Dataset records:
//! The balance store.
//!
//! Single-writer hub over one SQLite file in WAL mode. All mutation of the
//! `consumed` flag goes through [`BalanceStore::atomic_consume`], whose
//! conditional UPDATE inside an immediate transaction guarantees that exactly
//! one of any set of concurrent claimants wins.

use std::path::Path;
use std::sync::{Arc, Mutex};
use std::time::Duration;

use chrono::{DateTime, Utc};
use rusqlite::{params, Connection, OptionalExtension, TransactionBehavior};
use tracing::{debug, info};

use crate::entities::{BalanceRow, ClaimRequestRow, ClaimStatus, ConsumeOutcome, SnapshotMeta};
use crate::error::{StoreError, StoreResult};
use crate::schema::FAUCET_SCHEMA;

/// Handle to the faucet database. Cheap to clone; all clones share one
/// serialized connection.
#[derive(Clone, Debug)]
pub struct BalanceStore {
    conn: Arc<Mutex<Connection>>,
}

impl BalanceStore {
    /// Open (or initialize) the database at `path`.
    pub fn open(path: impl AsRef<Path>) -> StoreResult<Self> {
        let conn = Connection::open(path)?;
        Self::init(conn)
    }

    /// Create a fresh database at `path`; fails if the file already exists.
    pub fn create(path: impl AsRef<Path>) -> StoreResult<Self> {
        let path = path.as_ref();
        if path.exists() {
            return Err(StoreError::PathExists(path.display().to_string()));
        }
        let conn = Connection::open(path)?;
        Self::init(conn)
    }

    /// Open an in-memory database (tests).
    pub fn open_in_memory() -> StoreResult<Self> {
        Self::init(Connection::open_in_memory()?)
    }

    fn init(conn: Connection) -> StoreResult<Self> {
        // WAL for reader/writer concurrency; in-memory databases report
        // their own journal mode, which is fine.
        let _mode: String = conn.query_row("PRAGMA journal_mode=WAL", [], |row| row.get(0))?;
        conn.busy_timeout(Duration::from_secs(5))?;
        conn.execute_batch(FAUCET_SCHEMA)?;
        Ok(Self {
            conn: Arc::new(Mutex::new(conn)),
        })
    }

    /// Case-insensitive balance lookup.
    pub fn find(&self, addr: &str) -> StoreResult<Option<BalanceRow>> {
        let conn = self.lock();
        find_balance(&conn, addr)
    }

    /// Insert a batch of `(address, initial_amount)` rows in one transaction.
    ///
    /// Any primary-key collision rejects the whole batch.
    pub fn bulk_insert_balances(&self, batch: &[(String, u64)]) -> StoreResult<usize> {
        let mut conn = self.lock();
        let tx = conn.transaction()?;
        let now = Utc::now().to_rfc3339();
        {
            let mut stmt = tx.prepare(
                "INSERT INTO balances (l1_address, initial_amount, created_at)
                 VALUES (lower(?1), ?2, ?3)",
            )?;
            for (addr, amount) in batch {
                stmt.execute(params![addr, *amount as i64, now]).map_err(|e| {
                    if constraint_violation(&e) {
                        StoreError::DuplicateAddress
                    } else {
                        StoreError::Sqlite(e)
                    }
                })?;
            }
        }
        tx.commit()?;
        debug!(count = batch.len(), "inserted balance batch");
        Ok(batch.len())
    }

    /// Consume a balance row at most once.
    ///
    /// Runs as an immediate (write-locking) transaction. The UPDATE carries a
    /// `consumed = 0` predicate so that of two racing transactions exactly one
    /// observes a changed row; the other returns [`ConsumeOutcome::Raced`].
    pub fn atomic_consume(
        &self,
        addr: &str,
        destination_id: &str,
        tx_id_placeholder: &str,
    ) -> StoreResult<ConsumeOutcome> {
        let mut conn = self.lock();
        let tx = conn.transaction_with_behavior(TransactionBehavior::Immediate)?;

        let Some(row) = find_balance(&tx, addr)? else {
            return Ok(ConsumeOutcome::NotFound);
        };
        if row.consumed {
            return Ok(ConsumeOutcome::AlreadyConsumed(row));
        }

        let now = Utc::now().to_rfc3339();
        let changed = tx.execute(
            "UPDATE balances
             SET consumed = 1, destination_id = ?2, relay_tx_id = ?3, consumed_at = ?4
             WHERE l1_address = lower(?1) AND consumed = 0",
            params![addr, destination_id, tx_id_placeholder, now],
        )?;
        if changed != 1 {
            tx.commit()?;
            return Ok(ConsumeOutcome::Raced);
        }

        let consumed = find_balance(&tx, addr)?.ok_or_else(|| {
            rusqlite::Error::QueryReturnedNoRows
        })?;
        tx.commit()?;
        info!(address = %consumed.l1_address, destination_id, "balance consumed");
        Ok(ConsumeOutcome::Consumed(consumed))
    }

    /// Record the upstream relay transaction id after a successful relay.
    /// Idempotent under identical inputs.
    pub fn finalize_relay_tx_id(
        &self,
        addr: &str,
        destination_id: &str,
        tx_id: &str,
    ) -> StoreResult<()> {
        let conn = self.lock();
        conn.execute(
            "UPDATE balances SET relay_tx_id = ?3
             WHERE l1_address = lower(?1) AND destination_id = ?2",
            params![addr, destination_id, tx_id],
        )?;
        Ok(())
    }

    /// Append a claim attempt to the log with status `pending`.
    pub fn log_claim_request(
        &self,
        addr: &str,
        destination_id: &str,
        amount: u64,
        sig_hex: &str,
    ) -> StoreResult<i64> {
        let conn = self.lock();
        conn.execute(
            "INSERT INTO claim_requests
             (l1_address, destination_id, amount, signature, status, created_at)
             VALUES (lower(?1), ?2, ?3, ?4, 'pending', ?5)",
            params![
                addr,
                destination_id,
                amount as i64,
                sig_hex,
                Utc::now().to_rfc3339()
            ],
        )?;
        Ok(conn.last_insert_rowid())
    }

    /// Resolve a claim log row to `success` or `failed`.
    pub fn update_claim_request(
        &self,
        id: i64,
        status: ClaimStatus,
        error_message: Option<&str>,
        upstream_response: Option<&str>,
    ) -> StoreResult<()> {
        let conn = self.lock();
        conn.execute(
            "UPDATE claim_requests
             SET status = ?2, error_message = ?3, upstream_response = ?4, processed_at = ?5
             WHERE id = ?1",
            params![
                id,
                status.as_str(),
                error_message,
                upstream_response,
                Utc::now().to_rfc3339()
            ],
        )?;
        Ok(())
    }

    /// Fetch a claim log row by id.
    pub fn claim_request(&self, id: i64) -> StoreResult<Option<ClaimRequestRow>> {
        let conn = self.lock();
        conn.query_row(
            "SELECT id, l1_address, destination_id, amount, signature, status,
                    error_message, upstream_response, created_at, processed_at
             FROM claim_requests WHERE id = ?1",
            params![id],
            claim_request_from_row,
        )
        .optional()
        .map_err(StoreError::from)
    }

    /// Total number of snapshot addresses.
    pub fn count_total(&self) -> StoreResult<u64> {
        let conn = self.lock();
        let count: i64 = conn.query_row("SELECT COUNT(*) FROM balances", [], |row| row.get(0))?;
        Ok(count as u64)
    }

    /// Number of unconsumed snapshot addresses.
    pub fn count_unconsumed(&self) -> StoreResult<u64> {
        let conn = self.lock();
        let count: i64 = conn.query_row(
            "SELECT COUNT(*) FROM balances WHERE consumed = 0",
            [],
            |row| row.get(0),
        )?;
        Ok(count as u64)
    }

    /// Read the snapshot metadata singleton.
    pub fn get_snapshot_meta(&self) -> StoreResult<Option<SnapshotMeta>> {
        let conn = self.lock();
        conn.query_row(
            "SELECT block_height, address_count, total_amount, chain_rpc_endpoint,
                    mint_endpoint, created_at
             FROM snapshot_meta WHERE id = 1",
            [],
            |row| {
                Ok(SnapshotMeta {
                    block_height: row.get::<_, i64>(0)? as u64,
                    address_count: row.get::<_, i64>(1)? as u64,
                    total_amount: row.get::<_, i64>(2)? as u64,
                    chain_rpc_endpoint: row.get(3)?,
                    mint_endpoint: row.get(4)?,
                    created_at: parse_ts(&row.get::<_, String>(5)?)?,
                })
            },
        )
        .optional()
        .map_err(StoreError::from)
    }

    /// Write the snapshot metadata singleton. Fails if it already exists.
    pub fn set_snapshot_meta(&self, meta: &SnapshotMeta) -> StoreResult<()> {
        let conn = self.lock();
        conn.execute(
            "INSERT INTO snapshot_meta
             (id, block_height, address_count, total_amount, chain_rpc_endpoint,
              mint_endpoint, created_at)
             VALUES (1, ?1, ?2, ?3, ?4, ?5, ?6)",
            params![
                meta.block_height as i64,
                meta.address_count as i64,
                meta.total_amount as i64,
                meta.chain_rpc_endpoint,
                meta.mint_endpoint,
                meta.created_at.to_rfc3339()
            ],
        )
        .map_err(|e| {
            if constraint_violation(&e) {
                StoreError::MetaExists
            } else {
                StoreError::Sqlite(e)
            }
        })?;
        Ok(())
    }

    fn lock(&self) -> std::sync::MutexGuard<'_, Connection> {
        self.conn.lock().unwrap_or_else(|poisoned| poisoned.into_inner())
    }
}

fn find_balance(conn: &Connection, addr: &str) -> StoreResult<Option<BalanceRow>> {
    conn.query_row(
        "SELECT l1_address, initial_amount, consumed, destination_id, relay_tx_id,
                consumed_at, created_at
         FROM balances WHERE l1_address = lower(?1)",
        params![addr],
        balance_from_row,
    )
    .optional()
    .map_err(StoreError::from)
}

fn balance_from_row(row: &rusqlite::Row<'_>) -> rusqlite::Result<BalanceRow> {
    let consumed_at: Option<String> = row.get(5)?;
    let created_at: String = row.get(6)?;
    Ok(BalanceRow {
        l1_address: row.get(0)?,
        initial_amount: row.get::<_, i64>(1)? as u64,
        consumed: row.get::<_, i64>(2)? != 0,
        destination_id: row.get(3)?,
        relay_tx_id: row.get(4)?,
        consumed_at: consumed_at.as_deref().map(parse_ts).transpose()?,
        created_at: parse_ts(&created_at)?,
    })
}

fn claim_request_from_row(row: &rusqlite::Row<'_>) -> rusqlite::Result<ClaimRequestRow> {
    let status: String = row.get(5)?;
    let created_at: String = row.get(8)?;
    let processed_at: Option<String> = row.get(9)?;
    Ok(ClaimRequestRow {
        id: row.get(0)?,
        l1_address: row.get(1)?,
        destination_id: row.get(2)?,
        amount: row.get::<_, i64>(3)? as u64,
        signature: row.get(4)?,
        status: ClaimStatus::parse(&status).unwrap_or(ClaimStatus::Pending),
        error_message: row.get(6)?,
        upstream_response: row.get(7)?,
        created_at: parse_ts(&created_at)?,
        processed_at: processed_at.as_deref().map(parse_ts).transpose()?,
    })
}

fn parse_ts(s: &str) -> rusqlite::Result<DateTime<Utc>> {
    DateTime::parse_from_rfc3339(s)
        .map(|dt| dt.with_timezone(&Utc))
        .map_err(|e| {
            rusqlite::Error::FromSqlConversionFailure(0, rusqlite::types::Type::Text, Box::new(e))
        })
}

fn constraint_violation(err: &rusqlite::Error) -> bool {
    matches!(
        err,
        rusqlite::Error::SqliteFailure(e, _)
            if e.code == rusqlite::ErrorCode::ConstraintViolation
    )
}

What needs to be done ▸ Will you return exactly the lines above from the one with "use crate::schema::FAUCET_SCHEMA;" down to the one with "pub fn open_in_memory()", counting both as part of the range?

Written response ▸
use crate::schema::FAUCET_SCHEMA;

/// Handle to the faucet database. Cheap to clone; all clones share one
/// serialized connection.
#[derive(Clone, Debug)]
pub struct BalanceStore {
    conn: Arc<Mutex<Connection>>,
}

impl BalanceStore {
    /// Open (or initialize) the database at `path`.
    pub fn open(path: impl AsRef<Path>) -> StoreResult<Self> {
        let conn = Connection::open(path)?;
        Self::init(conn)
    }

    /// Create a fresh database at `path`; fails if the file already exists.
    pub fn create(path: impl AsRef<Path>) -> StoreResult<Self> {
        let path = path.as_ref();
        if path.exists() {
            return Err(StoreError::PathExists(path.display().to_string()));
        }
        let conn = Connection::open(path)?;
        Self::init(conn)
    }

    /// Open an in-memory database (tests).
    pub fn open_in_memory() -> StoreResult<Self> {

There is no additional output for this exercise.